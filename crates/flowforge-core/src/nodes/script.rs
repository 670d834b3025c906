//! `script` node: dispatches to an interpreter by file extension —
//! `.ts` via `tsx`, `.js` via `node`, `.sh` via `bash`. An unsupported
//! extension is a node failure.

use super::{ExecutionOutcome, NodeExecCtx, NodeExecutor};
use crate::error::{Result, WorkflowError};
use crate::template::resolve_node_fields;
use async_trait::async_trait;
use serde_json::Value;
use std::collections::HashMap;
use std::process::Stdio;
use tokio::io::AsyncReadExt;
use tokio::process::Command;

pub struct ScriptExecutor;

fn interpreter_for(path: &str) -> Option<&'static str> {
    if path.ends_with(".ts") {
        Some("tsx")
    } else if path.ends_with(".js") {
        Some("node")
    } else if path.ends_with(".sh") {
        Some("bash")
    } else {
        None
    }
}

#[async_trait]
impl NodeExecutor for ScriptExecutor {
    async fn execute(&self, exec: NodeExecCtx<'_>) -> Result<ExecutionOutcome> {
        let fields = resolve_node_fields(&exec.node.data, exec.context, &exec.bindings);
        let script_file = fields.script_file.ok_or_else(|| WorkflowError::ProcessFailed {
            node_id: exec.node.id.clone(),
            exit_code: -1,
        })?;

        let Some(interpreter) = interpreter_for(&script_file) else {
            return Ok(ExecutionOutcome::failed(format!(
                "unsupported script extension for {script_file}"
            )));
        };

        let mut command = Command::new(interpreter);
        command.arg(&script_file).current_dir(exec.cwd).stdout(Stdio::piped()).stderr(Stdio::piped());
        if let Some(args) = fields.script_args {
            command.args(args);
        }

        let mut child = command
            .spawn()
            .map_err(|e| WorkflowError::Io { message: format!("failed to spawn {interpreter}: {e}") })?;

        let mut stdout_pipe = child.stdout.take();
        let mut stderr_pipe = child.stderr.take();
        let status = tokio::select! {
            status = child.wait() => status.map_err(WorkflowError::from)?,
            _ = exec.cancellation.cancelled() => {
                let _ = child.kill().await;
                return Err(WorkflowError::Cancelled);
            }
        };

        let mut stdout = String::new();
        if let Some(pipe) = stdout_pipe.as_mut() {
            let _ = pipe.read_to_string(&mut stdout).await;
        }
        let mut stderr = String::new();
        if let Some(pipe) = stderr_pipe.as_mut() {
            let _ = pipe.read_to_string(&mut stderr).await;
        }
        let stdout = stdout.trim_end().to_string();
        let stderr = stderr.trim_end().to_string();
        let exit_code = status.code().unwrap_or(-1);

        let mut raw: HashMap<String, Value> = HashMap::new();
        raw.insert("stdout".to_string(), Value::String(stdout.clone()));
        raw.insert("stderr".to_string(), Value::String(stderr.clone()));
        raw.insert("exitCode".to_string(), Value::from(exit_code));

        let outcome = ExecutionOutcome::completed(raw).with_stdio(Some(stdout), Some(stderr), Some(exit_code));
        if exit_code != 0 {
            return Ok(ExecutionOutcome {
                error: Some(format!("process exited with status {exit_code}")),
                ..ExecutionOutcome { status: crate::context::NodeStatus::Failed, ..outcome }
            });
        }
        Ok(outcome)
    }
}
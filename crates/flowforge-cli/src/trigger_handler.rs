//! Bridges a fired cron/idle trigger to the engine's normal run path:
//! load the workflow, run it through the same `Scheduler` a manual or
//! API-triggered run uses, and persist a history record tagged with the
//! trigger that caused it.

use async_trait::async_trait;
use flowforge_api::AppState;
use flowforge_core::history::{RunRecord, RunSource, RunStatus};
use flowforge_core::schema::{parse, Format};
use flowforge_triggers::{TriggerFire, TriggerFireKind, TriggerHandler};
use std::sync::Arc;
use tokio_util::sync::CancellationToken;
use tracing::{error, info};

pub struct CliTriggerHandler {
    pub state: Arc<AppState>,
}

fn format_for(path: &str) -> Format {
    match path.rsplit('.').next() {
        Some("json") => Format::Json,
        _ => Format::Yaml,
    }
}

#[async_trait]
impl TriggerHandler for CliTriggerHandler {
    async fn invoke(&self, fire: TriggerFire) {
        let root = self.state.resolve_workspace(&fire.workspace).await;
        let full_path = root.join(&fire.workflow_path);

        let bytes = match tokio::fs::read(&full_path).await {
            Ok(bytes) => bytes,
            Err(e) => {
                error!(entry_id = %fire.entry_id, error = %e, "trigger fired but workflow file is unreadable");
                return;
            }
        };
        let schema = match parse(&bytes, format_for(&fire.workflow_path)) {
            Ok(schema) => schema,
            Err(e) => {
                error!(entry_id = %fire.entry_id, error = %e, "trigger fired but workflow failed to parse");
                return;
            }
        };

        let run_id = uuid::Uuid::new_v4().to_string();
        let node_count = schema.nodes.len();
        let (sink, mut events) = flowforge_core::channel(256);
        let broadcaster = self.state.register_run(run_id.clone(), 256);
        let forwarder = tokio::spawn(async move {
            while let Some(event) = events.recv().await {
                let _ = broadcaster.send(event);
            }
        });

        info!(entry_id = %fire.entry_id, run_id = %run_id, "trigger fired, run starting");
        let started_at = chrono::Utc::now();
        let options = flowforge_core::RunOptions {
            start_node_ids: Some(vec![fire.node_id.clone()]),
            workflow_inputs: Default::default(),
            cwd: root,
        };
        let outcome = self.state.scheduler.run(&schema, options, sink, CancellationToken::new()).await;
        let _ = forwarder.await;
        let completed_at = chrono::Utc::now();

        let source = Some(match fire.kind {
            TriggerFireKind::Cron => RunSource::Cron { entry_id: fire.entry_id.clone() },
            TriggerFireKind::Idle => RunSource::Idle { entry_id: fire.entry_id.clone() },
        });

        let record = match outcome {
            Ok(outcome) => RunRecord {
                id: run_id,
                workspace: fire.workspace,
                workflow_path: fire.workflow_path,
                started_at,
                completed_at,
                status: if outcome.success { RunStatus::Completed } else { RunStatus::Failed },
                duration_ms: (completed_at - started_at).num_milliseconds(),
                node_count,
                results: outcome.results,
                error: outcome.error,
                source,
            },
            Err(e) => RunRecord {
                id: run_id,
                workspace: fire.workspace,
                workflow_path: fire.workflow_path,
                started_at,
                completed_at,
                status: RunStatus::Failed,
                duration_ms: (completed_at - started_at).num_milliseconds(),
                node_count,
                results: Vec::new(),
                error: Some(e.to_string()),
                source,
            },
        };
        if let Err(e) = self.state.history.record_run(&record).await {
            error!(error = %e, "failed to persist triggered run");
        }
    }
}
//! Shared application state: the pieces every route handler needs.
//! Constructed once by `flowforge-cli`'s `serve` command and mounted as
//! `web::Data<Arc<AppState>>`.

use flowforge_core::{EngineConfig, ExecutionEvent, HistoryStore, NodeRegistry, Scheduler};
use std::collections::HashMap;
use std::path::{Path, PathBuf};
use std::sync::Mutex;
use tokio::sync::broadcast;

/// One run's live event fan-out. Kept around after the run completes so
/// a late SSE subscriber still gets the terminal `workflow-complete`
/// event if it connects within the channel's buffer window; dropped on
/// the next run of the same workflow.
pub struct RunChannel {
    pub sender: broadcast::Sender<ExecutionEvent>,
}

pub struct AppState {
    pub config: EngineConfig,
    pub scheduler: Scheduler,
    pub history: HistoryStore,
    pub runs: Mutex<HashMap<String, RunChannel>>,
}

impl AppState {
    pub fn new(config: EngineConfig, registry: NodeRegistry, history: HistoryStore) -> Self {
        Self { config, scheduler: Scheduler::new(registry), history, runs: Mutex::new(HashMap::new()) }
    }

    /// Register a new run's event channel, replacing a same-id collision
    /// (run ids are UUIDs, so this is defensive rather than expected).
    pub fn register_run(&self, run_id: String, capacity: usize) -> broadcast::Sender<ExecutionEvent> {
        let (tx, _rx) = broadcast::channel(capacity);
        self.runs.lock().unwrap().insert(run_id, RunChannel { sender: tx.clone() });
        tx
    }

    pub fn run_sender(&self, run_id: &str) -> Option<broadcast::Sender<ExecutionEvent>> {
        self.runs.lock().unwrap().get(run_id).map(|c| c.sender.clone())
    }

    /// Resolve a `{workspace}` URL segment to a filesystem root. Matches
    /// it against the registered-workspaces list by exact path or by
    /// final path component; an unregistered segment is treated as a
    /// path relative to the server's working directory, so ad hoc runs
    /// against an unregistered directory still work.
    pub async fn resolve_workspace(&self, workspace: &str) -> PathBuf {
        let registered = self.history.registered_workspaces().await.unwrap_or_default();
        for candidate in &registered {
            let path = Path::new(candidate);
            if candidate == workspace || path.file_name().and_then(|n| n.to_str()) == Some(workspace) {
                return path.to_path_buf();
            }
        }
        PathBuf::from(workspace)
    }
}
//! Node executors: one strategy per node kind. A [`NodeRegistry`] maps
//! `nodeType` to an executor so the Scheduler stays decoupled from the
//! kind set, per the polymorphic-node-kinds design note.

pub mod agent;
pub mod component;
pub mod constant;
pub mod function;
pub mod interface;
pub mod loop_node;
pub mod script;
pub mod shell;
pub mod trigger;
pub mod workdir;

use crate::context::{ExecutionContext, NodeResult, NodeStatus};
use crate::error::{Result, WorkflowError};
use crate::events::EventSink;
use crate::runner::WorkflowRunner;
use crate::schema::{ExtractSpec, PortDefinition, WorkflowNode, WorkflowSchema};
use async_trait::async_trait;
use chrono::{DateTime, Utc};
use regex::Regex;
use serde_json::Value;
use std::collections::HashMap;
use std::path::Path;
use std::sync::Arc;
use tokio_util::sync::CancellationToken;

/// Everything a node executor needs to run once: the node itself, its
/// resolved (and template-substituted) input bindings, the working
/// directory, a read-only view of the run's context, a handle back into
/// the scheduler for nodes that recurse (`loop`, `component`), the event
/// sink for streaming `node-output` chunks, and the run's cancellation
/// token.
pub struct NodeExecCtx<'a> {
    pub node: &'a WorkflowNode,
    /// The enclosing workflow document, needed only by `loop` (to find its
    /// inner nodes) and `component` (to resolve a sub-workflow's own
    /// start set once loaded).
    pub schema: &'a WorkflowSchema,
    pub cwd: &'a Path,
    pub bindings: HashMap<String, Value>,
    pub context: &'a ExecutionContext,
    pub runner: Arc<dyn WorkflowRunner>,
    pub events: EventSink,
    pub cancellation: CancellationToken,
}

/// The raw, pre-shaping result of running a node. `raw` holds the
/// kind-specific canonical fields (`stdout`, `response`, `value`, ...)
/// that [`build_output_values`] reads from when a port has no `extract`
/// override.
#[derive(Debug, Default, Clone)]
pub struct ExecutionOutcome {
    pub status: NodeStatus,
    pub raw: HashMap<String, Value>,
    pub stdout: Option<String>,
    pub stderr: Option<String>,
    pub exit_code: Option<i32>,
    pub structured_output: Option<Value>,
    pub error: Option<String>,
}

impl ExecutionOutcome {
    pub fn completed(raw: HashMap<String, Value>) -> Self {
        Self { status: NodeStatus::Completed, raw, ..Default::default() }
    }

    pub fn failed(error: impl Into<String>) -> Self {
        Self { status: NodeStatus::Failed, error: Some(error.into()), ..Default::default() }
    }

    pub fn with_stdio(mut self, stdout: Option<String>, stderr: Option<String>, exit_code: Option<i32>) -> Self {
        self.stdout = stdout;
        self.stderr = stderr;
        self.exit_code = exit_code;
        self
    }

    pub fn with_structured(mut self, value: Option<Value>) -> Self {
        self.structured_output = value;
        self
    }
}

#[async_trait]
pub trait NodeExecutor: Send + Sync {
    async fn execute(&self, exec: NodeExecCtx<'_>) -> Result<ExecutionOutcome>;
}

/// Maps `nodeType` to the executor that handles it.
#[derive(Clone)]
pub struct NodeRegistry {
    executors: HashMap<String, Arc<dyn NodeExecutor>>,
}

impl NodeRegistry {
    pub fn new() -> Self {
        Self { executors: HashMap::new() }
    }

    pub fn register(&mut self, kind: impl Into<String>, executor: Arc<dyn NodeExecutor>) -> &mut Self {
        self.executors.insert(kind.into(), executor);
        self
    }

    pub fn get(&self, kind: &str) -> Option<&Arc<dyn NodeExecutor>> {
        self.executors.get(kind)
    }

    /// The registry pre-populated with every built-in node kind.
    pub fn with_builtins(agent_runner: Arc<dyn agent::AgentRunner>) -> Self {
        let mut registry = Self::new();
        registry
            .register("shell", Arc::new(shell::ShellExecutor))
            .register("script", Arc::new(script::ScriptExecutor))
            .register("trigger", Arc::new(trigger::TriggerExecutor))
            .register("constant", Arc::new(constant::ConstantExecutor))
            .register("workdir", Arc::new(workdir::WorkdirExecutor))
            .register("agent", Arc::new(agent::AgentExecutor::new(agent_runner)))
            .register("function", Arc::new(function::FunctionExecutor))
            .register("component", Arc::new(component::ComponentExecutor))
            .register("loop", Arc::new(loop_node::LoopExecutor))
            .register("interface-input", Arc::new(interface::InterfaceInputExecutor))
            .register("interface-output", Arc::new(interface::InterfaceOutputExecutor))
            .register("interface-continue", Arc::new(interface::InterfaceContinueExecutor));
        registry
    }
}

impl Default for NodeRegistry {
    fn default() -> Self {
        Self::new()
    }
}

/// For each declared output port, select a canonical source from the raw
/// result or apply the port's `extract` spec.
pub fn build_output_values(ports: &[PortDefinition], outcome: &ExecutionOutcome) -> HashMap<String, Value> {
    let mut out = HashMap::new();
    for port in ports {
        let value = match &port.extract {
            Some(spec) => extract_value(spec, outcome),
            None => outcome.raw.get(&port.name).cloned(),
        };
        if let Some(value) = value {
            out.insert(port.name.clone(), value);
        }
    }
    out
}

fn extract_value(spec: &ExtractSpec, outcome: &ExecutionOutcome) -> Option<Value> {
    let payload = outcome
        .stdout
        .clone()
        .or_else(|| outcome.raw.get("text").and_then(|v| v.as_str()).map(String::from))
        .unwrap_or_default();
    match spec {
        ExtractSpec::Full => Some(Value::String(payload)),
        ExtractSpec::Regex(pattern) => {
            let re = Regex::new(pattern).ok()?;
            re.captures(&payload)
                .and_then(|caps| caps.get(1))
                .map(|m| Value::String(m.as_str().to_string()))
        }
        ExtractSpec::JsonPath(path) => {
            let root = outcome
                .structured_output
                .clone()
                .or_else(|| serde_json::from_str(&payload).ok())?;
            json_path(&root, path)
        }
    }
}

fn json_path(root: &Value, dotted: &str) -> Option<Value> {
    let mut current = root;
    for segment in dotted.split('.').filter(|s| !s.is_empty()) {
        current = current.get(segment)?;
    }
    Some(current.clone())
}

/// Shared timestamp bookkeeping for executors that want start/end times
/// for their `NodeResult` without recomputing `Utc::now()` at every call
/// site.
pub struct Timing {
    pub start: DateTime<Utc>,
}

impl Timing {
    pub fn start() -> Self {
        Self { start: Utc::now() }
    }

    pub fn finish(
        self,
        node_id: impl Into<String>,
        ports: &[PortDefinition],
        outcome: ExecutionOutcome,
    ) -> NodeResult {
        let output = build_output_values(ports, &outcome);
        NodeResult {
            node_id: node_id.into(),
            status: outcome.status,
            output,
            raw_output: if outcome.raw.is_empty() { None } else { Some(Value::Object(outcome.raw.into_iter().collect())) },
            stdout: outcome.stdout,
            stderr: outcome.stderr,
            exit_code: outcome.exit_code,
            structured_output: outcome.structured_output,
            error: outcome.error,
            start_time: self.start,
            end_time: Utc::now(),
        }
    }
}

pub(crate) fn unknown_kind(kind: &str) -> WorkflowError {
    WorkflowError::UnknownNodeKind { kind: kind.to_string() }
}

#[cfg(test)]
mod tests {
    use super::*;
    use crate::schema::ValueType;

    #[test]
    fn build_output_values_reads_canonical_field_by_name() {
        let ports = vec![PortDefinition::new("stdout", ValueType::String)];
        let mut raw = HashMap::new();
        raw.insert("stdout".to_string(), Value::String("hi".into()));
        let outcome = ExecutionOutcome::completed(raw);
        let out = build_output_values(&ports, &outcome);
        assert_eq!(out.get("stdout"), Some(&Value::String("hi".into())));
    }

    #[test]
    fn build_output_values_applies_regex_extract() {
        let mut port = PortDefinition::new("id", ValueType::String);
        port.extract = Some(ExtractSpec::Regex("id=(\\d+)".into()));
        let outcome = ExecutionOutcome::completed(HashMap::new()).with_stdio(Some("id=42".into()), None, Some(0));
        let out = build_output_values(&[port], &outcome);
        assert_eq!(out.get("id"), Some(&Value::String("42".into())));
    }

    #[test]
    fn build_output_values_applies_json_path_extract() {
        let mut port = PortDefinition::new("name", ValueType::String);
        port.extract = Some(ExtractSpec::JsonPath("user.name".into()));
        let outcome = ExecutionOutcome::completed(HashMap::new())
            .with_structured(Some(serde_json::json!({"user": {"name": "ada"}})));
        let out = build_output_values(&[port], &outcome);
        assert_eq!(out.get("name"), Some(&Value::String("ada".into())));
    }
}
####
Task prompt:
Looking at the listing above, which lines hold "args"? Copy every such line.

Reply to the exercise:
        if let Some(args) = fields.script_args {
            command.args(args);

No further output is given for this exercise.